Entries follow. Return each line that contains the word "initialize".

Data items:
▶

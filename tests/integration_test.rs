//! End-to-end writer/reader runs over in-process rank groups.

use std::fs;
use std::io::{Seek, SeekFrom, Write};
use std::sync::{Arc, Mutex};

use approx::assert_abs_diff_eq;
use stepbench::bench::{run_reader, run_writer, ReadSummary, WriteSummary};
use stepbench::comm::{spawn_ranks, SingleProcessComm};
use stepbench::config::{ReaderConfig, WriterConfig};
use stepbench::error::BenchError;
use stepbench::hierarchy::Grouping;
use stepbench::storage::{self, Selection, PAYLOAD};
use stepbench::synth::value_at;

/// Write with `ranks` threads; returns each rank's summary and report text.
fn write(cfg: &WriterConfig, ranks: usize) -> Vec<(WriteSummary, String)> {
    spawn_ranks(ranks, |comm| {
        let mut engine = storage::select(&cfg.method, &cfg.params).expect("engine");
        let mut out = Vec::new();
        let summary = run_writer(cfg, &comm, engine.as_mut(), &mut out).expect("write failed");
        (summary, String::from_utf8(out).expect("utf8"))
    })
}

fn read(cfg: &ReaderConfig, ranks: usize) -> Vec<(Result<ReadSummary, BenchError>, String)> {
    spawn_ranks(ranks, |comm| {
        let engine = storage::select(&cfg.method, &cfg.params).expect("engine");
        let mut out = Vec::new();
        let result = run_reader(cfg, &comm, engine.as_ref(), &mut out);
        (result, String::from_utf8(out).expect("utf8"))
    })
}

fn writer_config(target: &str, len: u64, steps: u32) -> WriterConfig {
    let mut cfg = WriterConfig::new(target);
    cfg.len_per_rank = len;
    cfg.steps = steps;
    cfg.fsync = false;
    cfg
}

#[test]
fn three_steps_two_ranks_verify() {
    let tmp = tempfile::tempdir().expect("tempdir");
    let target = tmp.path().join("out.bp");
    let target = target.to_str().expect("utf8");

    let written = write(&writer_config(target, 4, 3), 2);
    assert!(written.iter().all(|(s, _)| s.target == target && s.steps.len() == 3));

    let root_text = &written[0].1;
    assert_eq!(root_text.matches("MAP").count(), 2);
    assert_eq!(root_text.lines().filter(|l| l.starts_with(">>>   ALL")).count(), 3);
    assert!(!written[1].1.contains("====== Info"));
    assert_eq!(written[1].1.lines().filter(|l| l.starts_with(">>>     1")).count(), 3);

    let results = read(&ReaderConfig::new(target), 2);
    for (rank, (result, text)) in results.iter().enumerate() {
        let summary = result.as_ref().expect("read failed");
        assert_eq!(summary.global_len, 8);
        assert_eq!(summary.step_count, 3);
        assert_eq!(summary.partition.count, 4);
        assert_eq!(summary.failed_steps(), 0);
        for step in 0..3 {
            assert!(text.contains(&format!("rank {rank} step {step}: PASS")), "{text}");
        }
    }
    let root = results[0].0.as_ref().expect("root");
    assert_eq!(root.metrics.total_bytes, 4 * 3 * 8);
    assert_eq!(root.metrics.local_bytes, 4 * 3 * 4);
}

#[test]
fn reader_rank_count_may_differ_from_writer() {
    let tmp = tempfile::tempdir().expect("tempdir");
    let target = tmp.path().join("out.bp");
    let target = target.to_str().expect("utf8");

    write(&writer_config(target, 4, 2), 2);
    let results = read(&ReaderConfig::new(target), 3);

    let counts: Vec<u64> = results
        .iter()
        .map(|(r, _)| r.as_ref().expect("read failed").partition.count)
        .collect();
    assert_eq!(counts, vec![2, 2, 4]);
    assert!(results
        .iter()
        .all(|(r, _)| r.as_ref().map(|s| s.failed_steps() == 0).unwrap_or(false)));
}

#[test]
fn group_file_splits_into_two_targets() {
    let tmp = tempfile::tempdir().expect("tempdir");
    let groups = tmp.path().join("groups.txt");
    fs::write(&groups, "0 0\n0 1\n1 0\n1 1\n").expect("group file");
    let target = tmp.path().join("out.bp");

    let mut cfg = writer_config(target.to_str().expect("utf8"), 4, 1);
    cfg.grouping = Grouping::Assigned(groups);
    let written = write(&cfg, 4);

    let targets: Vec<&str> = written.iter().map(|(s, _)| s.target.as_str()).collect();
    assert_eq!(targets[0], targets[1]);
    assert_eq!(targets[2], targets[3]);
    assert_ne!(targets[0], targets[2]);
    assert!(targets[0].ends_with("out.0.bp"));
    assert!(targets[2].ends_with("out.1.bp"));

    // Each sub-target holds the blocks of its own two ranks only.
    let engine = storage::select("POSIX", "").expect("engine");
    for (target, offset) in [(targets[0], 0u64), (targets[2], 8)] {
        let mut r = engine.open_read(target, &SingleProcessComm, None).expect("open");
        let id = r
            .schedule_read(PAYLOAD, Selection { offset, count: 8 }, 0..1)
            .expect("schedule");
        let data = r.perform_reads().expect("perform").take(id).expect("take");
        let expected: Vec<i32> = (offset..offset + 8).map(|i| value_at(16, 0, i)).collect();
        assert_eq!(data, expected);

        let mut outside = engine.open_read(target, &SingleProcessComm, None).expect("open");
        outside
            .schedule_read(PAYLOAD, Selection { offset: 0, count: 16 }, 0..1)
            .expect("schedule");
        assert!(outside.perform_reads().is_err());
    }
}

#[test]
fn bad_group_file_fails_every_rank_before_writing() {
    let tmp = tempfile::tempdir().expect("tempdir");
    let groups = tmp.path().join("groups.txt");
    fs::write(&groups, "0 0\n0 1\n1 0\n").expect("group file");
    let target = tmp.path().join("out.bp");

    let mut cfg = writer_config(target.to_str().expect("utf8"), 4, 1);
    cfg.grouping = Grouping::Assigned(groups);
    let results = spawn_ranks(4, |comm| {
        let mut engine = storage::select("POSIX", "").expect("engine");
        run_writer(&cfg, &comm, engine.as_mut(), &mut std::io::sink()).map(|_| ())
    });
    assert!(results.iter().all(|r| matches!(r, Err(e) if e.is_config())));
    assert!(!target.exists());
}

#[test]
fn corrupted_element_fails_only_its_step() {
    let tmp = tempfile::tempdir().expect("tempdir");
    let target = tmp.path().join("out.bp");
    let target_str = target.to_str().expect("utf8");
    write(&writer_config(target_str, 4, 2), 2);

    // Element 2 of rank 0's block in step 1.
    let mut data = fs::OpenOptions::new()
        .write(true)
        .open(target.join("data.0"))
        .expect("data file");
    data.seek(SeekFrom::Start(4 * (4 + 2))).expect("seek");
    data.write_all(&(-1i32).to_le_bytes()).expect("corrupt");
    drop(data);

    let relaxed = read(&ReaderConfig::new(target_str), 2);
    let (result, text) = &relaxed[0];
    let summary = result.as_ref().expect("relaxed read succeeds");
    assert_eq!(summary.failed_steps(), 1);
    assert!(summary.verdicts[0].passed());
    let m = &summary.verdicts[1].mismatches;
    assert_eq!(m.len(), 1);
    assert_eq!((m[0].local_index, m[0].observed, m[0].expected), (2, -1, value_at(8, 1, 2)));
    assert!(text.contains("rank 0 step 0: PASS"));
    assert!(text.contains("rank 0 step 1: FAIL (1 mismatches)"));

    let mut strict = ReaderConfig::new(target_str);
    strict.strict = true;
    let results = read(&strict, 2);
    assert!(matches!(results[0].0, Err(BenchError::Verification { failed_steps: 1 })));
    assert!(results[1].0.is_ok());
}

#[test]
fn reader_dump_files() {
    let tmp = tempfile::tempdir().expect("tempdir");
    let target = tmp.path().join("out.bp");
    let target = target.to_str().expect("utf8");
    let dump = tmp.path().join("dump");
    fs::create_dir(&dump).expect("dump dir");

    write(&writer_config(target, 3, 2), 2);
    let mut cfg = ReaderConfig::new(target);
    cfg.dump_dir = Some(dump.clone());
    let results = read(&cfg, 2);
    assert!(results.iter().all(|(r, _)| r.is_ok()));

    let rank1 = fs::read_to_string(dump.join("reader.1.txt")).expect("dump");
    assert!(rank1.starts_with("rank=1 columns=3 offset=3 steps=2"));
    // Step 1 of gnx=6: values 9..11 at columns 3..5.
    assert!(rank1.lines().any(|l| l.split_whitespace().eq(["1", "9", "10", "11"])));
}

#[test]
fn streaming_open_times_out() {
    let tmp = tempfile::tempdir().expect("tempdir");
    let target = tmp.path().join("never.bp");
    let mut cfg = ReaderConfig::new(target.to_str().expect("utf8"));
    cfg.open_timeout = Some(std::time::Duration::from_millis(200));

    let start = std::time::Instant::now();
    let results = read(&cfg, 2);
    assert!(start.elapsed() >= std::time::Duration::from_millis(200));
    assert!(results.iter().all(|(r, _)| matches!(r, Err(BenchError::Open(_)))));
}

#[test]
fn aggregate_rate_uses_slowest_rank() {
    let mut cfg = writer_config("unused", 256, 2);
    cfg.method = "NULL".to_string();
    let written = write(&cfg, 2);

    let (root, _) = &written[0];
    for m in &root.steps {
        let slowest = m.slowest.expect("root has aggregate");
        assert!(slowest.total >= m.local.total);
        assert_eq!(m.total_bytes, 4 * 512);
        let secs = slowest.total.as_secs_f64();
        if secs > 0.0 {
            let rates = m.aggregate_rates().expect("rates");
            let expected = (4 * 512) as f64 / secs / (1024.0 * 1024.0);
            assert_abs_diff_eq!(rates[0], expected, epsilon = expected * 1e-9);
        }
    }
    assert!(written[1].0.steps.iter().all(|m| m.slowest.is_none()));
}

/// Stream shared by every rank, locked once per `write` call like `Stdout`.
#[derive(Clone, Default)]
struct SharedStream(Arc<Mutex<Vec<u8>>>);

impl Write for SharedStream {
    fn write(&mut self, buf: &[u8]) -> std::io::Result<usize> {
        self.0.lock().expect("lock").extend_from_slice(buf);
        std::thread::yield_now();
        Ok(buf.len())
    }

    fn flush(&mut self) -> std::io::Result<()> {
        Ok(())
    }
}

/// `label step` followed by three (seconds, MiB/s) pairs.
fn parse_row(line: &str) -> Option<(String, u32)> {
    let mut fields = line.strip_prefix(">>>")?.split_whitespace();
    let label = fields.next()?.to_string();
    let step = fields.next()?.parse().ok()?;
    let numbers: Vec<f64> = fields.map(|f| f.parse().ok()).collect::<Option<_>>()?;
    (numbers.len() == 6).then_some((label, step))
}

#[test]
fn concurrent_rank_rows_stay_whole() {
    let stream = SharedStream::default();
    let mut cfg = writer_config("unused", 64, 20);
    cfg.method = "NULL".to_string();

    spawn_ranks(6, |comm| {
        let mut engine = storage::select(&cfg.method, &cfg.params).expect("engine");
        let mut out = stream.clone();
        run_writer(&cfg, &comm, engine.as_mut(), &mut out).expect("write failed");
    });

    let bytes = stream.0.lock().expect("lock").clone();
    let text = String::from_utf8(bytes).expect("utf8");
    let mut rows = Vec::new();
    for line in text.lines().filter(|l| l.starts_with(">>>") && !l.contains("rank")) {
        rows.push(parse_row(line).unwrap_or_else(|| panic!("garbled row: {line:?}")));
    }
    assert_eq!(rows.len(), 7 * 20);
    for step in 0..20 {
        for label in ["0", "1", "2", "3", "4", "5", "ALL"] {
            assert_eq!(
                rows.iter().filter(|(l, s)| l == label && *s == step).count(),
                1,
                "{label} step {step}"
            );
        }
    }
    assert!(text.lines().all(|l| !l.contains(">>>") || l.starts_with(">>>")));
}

◀
▶

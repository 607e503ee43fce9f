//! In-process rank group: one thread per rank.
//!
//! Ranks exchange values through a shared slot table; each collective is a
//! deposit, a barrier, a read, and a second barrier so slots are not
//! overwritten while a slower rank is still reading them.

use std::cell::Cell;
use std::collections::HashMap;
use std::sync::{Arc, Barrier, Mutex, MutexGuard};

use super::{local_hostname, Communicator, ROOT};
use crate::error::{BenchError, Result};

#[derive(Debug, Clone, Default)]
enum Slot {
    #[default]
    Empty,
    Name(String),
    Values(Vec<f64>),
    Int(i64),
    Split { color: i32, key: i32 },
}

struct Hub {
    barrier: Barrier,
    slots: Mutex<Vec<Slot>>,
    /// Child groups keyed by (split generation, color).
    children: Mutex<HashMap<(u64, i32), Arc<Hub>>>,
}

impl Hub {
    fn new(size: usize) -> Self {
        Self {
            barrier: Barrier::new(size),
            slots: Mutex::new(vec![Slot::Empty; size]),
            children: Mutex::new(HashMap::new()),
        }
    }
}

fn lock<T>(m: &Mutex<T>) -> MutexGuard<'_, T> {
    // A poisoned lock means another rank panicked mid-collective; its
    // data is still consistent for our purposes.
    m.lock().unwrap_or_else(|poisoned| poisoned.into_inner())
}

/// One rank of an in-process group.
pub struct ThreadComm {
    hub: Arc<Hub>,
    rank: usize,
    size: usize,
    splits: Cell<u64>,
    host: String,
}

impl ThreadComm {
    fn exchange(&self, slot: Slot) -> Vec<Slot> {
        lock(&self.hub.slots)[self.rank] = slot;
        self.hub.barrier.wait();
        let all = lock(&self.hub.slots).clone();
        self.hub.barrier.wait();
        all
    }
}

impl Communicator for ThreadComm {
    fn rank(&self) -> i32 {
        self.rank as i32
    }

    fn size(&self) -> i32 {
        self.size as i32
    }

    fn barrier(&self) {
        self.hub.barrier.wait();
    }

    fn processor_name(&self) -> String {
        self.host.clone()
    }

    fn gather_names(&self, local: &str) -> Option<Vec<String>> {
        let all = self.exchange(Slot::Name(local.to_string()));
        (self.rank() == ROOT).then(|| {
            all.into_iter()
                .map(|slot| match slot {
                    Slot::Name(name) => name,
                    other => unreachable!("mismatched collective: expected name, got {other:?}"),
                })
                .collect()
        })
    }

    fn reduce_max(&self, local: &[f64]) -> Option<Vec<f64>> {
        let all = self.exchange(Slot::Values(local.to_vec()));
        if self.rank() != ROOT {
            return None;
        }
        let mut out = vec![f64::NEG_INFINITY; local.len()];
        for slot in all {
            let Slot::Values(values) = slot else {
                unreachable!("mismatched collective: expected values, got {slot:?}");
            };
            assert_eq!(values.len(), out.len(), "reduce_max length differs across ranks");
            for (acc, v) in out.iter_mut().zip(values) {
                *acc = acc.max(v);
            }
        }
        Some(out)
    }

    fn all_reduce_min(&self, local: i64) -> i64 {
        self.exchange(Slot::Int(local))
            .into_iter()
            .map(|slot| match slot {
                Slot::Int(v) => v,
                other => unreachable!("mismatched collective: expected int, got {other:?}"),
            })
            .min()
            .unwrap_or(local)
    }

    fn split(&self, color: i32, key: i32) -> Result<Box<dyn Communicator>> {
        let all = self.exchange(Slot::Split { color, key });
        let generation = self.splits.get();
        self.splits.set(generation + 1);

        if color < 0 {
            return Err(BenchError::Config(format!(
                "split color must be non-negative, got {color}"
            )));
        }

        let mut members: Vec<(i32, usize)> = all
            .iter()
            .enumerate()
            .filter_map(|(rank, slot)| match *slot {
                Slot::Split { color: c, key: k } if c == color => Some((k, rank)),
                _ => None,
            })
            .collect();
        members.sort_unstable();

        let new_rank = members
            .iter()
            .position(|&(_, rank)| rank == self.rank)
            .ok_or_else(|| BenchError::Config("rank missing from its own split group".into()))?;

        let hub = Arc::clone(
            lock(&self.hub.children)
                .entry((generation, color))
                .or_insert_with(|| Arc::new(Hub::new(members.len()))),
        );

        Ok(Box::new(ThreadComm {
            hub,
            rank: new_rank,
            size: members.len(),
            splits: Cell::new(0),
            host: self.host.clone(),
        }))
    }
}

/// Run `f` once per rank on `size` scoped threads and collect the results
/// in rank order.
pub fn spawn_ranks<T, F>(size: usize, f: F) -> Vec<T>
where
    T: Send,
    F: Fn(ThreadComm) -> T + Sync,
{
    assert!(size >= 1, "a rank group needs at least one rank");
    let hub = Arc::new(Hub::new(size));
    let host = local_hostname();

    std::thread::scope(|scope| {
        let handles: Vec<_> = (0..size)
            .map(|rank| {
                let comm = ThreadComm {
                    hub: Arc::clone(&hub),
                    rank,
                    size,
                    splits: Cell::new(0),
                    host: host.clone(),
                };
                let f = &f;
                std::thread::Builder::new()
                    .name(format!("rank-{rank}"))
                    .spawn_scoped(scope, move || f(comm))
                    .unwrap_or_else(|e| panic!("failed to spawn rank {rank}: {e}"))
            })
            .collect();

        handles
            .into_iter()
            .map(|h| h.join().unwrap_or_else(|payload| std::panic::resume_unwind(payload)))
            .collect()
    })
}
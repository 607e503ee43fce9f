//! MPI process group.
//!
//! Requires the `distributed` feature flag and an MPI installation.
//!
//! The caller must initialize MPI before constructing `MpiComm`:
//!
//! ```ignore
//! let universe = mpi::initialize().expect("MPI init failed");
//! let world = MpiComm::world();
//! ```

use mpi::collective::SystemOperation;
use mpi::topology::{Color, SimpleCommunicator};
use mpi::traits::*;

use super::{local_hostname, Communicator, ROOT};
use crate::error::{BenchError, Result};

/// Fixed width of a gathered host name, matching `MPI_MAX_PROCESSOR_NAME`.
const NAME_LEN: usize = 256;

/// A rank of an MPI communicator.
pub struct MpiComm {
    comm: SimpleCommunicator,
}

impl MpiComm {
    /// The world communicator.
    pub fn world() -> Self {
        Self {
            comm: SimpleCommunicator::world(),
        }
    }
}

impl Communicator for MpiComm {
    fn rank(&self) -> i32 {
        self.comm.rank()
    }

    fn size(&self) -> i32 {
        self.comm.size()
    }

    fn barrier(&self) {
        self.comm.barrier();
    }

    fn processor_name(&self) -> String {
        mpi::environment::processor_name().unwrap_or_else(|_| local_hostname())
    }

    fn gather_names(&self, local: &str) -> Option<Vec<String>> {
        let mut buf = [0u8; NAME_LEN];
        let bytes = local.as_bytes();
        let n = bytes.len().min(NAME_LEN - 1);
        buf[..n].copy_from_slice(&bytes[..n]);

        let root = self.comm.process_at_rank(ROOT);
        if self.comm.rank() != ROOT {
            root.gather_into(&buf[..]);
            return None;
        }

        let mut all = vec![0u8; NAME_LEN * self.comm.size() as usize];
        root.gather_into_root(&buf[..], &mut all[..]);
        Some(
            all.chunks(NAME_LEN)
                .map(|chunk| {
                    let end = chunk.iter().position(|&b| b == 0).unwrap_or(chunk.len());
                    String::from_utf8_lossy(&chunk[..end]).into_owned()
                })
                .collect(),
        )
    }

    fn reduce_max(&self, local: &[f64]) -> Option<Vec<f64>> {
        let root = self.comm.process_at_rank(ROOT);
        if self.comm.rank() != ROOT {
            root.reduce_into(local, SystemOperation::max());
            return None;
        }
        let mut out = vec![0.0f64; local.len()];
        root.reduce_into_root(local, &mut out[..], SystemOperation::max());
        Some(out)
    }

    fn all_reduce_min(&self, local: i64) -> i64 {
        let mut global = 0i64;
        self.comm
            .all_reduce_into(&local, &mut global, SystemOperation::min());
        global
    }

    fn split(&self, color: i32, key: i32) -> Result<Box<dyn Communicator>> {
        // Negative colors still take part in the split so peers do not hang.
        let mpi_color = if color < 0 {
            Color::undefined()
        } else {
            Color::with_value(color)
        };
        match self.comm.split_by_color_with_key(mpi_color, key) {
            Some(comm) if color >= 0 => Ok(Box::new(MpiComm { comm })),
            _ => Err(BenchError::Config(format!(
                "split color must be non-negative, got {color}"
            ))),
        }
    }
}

◀

Exercise solution ->
//! The caller must initialize MPI before constructing `MpiComm`:
//! let universe = mpi::initialize().expect("MPI init failed");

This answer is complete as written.